▸ Task to complete
Scan the entries below, and for each line that includes the word "feature", make a copy.
========================
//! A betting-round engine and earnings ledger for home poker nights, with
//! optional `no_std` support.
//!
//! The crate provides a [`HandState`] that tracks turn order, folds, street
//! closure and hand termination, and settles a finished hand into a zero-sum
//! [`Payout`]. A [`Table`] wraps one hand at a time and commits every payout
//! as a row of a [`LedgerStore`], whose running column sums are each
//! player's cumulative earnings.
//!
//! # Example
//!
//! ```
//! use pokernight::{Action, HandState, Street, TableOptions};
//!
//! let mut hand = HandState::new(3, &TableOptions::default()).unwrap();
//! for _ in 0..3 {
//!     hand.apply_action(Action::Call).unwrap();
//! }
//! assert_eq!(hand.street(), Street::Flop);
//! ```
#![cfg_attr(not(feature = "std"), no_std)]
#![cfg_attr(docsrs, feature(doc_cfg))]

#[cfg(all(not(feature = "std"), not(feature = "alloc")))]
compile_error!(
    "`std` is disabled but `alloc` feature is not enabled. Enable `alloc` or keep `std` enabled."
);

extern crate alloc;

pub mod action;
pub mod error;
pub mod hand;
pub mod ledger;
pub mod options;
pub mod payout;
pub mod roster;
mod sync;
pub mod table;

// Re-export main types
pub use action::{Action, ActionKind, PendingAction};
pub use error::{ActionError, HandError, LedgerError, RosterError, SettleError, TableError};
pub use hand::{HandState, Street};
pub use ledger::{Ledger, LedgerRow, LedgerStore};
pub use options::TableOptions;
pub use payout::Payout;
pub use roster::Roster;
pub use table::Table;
========================
▸ Output of the exercise
#![cfg_attr(not(feature = "std"), no_std)]
#![cfg_attr(docsrs, feature(doc_cfg))]
#[cfg(all(not(feature = "std"), not(feature = "alloc")))]
    "`std` is disabled but `alloc` feature is not enabled. Enable `alloc` or keep `std` enabled."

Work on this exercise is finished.